WORK INSTRUCTION
Lines with the string "response" in the data below: report how many there are, and write nothing but the number.

[RAW DATA Boundary: Start]

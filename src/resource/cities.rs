//! Cities facade.

// self
use crate::{
	_prelude::*,
	client::Client,
	resource::{ApiResource, unwrap_data},
};

/// Facade over `partner/cities`.
#[derive(Clone, Copy, Debug)]
pub struct Cities<'a> {
	client: &'a Client,
}
impl<'a> Cities<'a> {
	pub(crate) fn new(client: &'a Client) -> Self {
		Self { client }
	}

	/// Fetches one city by id.
	pub async fn get(&self, id: u64) -> Result<Value> {
		let endpoint = format!("{}/{id}", self.endpoint());

		self.client.request(Method::GET, &endpoint, Value::Null).await.map(unwrap_data)
	}

	/// Lists cities; a `limit` of zero fetches without pagination parameters.
	pub async fn list(&self, limit: u64, offset: u64) -> Result<Value> {
		let data = if limit > 0 { json!({ "limit": limit, "offset": offset }) } else { Value::Null };

		self.client.request(Method::GET, self.endpoint(), data).await.map(unwrap_data)
	}

	/// Fetches the districts of one city.
	pub async fn districts(&self, city_id: u64) -> Result<Value> {
		let endpoint = format!("{}/{city_id}/districts", self.endpoint());

		self.client.request(Method::GET, &endpoint, Value::Null).await.map(unwrap_data)
	}
}
impl ApiResource for Cities<'_> {
	fn endpoint(&self) -> &'static str {
		"partner/cities"
	}
}
//! Normalized error model shared by the request pipeline, token exchanges, and facades.
//!
//! Every API-semantic failure surfaces as one [`Error`] enum so calling code needs exactly
//! one type to catch. Each variant that originates from an HTTP exchange carries the HTTP
//! status and the JSON detail tree captured at the point the failure was detected; the
//! uniform accessors ([`Error::code`], [`Error::details`], [`Error::flatten_details`],
//! [`Error::has_missing_params`]) work across all of them.

// self
use crate::_prelude::*;

/// Crate-wide result type alias returning [`Error`] by default.
pub type Result<T, E = Error> = std::result::Result<T, E>;

type BoxError = Box<dyn std::error::Error + Send + Sync>;

/// Canonical client error exposed by public APIs.
///
/// Network-level failures below the client-error tier (timeouts, connection errors, 5xx)
/// are not given semantic meaning here; they propagate unwrapped as [`Error::Transport`].
#[derive(Debug, ThisError)]
pub enum Error {
	/// Local configuration problem detected before any network call.
	#[error(transparent)]
	Config(#[from] ConfigError),
	/// The remote API answered with a 4xx status.
	#[error("{message}")]
	Rejected {
		/// Human-readable message extracted from the response detail tree.
		message: String,
		/// Original HTTP status code.
		status: u16,
		/// Parsed detail tree; [`Value::Null`] when the body was not valid JSON.
		details: Value,
	},
	/// A non-204 response arrived with an empty body.
	#[error("API returned an empty body for a non-204 status code.")]
	EmptyBody {
		/// HTTP status code of the offending response.
		status: u16,
		/// Detail tree recording the status code.
		details: Value,
	},
	/// A response body could not be decoded as JSON.
	#[error("Failed to decode API response: invalid JSON.")]
	MalformedJson {
		/// HTTP status code of the offending response.
		status: u16,
		/// Detail tree carrying the raw body and the parser diagnostics.
		details: Value,
	},
	/// The token endpoint answered 2xx but the payload lacks a usable access token.
	#[error("Token endpoint returned a malformed payload.")]
	TokenPayload {
		/// HTTP status code of the exchange response.
		status: u16,
		/// The decoded payload as returned by the endpoint.
		details: Value,
		/// Structured deserialization failure.
		#[source]
		source: serde_path_to_error::Error<serde_json::Error>,
	},
	/// Underlying transport failure (network, TLS, 5xx), passed through unwrapped.
	#[error(transparent)]
	Transport(#[from] ReqwestError),
}
impl Error {
	/// Returns the HTTP status associated with this failure, or `0` when none exists.
	pub fn code(&self) -> u16 {
		match self {
			Self::Config(_) => 0,
			Self::Rejected { status, .. }
			| Self::EmptyBody { status, .. }
			| Self::MalformedJson { status, .. }
			| Self::TokenPayload { status, .. } => *status,
			Self::Transport(e) => e.status().map_or(0, |s| s.as_u16()),
		}
	}

	/// Returns the detail tree unmodified, for machine consumption.
	pub fn details(&self) -> Option<&Value> {
		match self {
			Self::Rejected { details, .. }
			| Self::EmptyBody { details, .. }
			| Self::MalformedJson { details, .. }
			| Self::TokenPayload { details, .. }
				if !details.is_null() =>
				Some(details),
			_ => None,
		}
	}

	/// Pretty-prints the detail tree as JSON with unicode left unescaped.
	pub fn details_pretty(&self) -> String {
		serde_json::to_string_pretty(self.details().unwrap_or(&Value::Null)).unwrap_or_default()
	}

	/// Renders the detail tree as one `path: value` line per leaf scalar.
	///
	/// See [`flatten`] for the exact formatting contract.
	pub fn flatten_details(&self) -> String {
		self.details().map(flatten).unwrap_or_default()
	}

	/// Returns `true` iff `details.error.details` exists and any of its keys contains the
	/// substring `params`.
	///
	/// Callers use this to decide whether a validation-retry UI should be shown. The
	/// substring match is inherited upstream policy and must not be tightened.
	pub fn has_missing_params(&self) -> bool {
		let Some(Value::Object(map)) =
			self.details().map(|details| &details["error"]["details"])
		else {
			return false;
		};

		map.keys().any(|key| key.contains("params"))
	}
}

/// Configuration and validation failures detected before any network call.
#[derive(Debug, ThisError)]
pub enum ConfigError {
	/// Country code is not part of the supported set.
	#[error("Country `{0}` is not supported.")]
	UnsupportedCountry(String),
	/// An access code was supplied without the redirect URL the grant requires.
	#[error("Redirect URL must be provided when using an access code to generate a token.")]
	MissingRedirectUrl,
	/// Base URL cannot be parsed.
	#[error("Base URL is invalid.")]
	InvalidBaseUrl {
		/// Underlying parsing failure.
		#[source]
		source: url::ParseError,
	},
	/// Endpoint path cannot be joined onto the API base.
	#[error("Endpoint path `{endpoint}` is invalid.")]
	InvalidEndpoint {
		/// Offending endpoint path.
		endpoint: String,
		/// Underlying parsing failure.
		#[source]
		source: url::ParseError,
	},
	/// HTTP client could not be constructed.
	#[error("HTTP client could not be constructed.")]
	HttpClientBuild {
		/// Underlying transport builder failure.
		#[source]
		source: BoxError,
	},
}
impl From<ReqwestError> for ConfigError {
	fn from(e: ReqwestError) -> Self {
		Self::HttpClientBuild { source: Box::new(e) }
	}
}

/// Flattens a detail tree into one line per leaf scalar.
///
/// Paths use dotted/indexed notation (`validation.0.field: title`). String leaves are
/// rendered raw; other scalars use their JSON rendering. Order follows the tree's natural
/// key/index order (insertion order for objects, numeric order for arrays) and every line,
/// including the last, is newline-terminated. The output is byte-stable because it seeds
/// human-facing error displays.
pub fn flatten(details: &Value) -> String {
	let mut out = String::new();

	flatten_into(details, "", &mut out);

	out
}

fn flatten_into(node: &Value, path: &str, out: &mut String) {
	match node {
		Value::Object(map) =>
			for (key, child) in map {
				flatten_into(child, &join_path(path, key), out);
			},
		Value::Array(items) =>
			for (index, child) in items.iter().enumerate() {
				flatten_into(child, &join_path(path, &index.to_string()), out);
			},
		leaf => {
			if !path.is_empty() {
				out.push_str(path);
				out.push_str(": ");
			}

			match leaf {
				Value::String(s) => out.push_str(s),
				other => out.push_str(&other.to_string()),
			}

			out.push('\n');
		},
	}
}

fn join_path(path: &str, segment: &str) -> String {
	if path.is_empty() { segment.into() } else { format!("{path}.{segment}") }
}

#[cfg(test)]
mod tests {
	// self
	use super::*;

	fn rejected(details: Value) -> Error {
		Error::Rejected { message: "rejected".into(), status: 400, details }
	}

	#[test]
	fn flatten_renders_leaves_in_tree_order() {
		let details = json!({ "error": "invalid_request", "validation": [{ "field": "title" }] });

		assert_eq!(flatten(&details), "error: invalid_request\nvalidation.0.field: title\n");
	}

	#[test]
	fn flatten_handles_scalars_and_non_string_leaves() {
		assert_eq!(flatten(&json!("lonely")), "lonely\n");
		assert_eq!(flatten(&json!({ "status_code": 200 })), "status_code: 200\n");
		assert_eq!(flatten(&json!({ "flag": true, "gone": null })), "flag: true\ngone: null\n");
	}

	#[test]
	fn has_missing_params_matches_key_substring() {
		let err = rejected(json!({ "error": { "details": { "missing_params": ["title"] } } }));

		assert!(err.has_missing_params());

		let err = rejected(json!({ "error": { "details": { "invalid_params": {} } } }));

		assert!(err.has_missing_params());

		let err = rejected(json!({ "error": { "details": { "fields": {} } } }));

		assert!(!err.has_missing_params());

		let err = rejected(json!({ "error": { "message": "nope" } }));

		assert!(!err.has_missing_params());

		let err = rejected(Value::Null);

		assert!(!err.has_missing_params());
	}

	#[test]
	fn details_pretty_leaves_unicode_unescaped() {
		let err = rejected(json!({ "error": "błąd" }));

		assert_eq!(err.details_pretty(), "{\n  \"error\": \"błąd\"\n}");
	}

	#[test]
	fn code_defaults_to_zero_without_a_status() {
		assert_eq!(Error::Config(ConfigError::MissingRedirectUrl).code(), 0);
		assert_eq!(rejected(Value::Null).code(), 400);
	}

	#[test]
	fn null_details_read_as_absent() {
		let err = rejected(Value::Null);

		assert!(err.details().is_none());
		assert_eq!(err.details_pretty(), "null");
		assert_eq!(err.flatten_details(), "");
	}
}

[RAW DATA Boundary: End]

ANSWER
7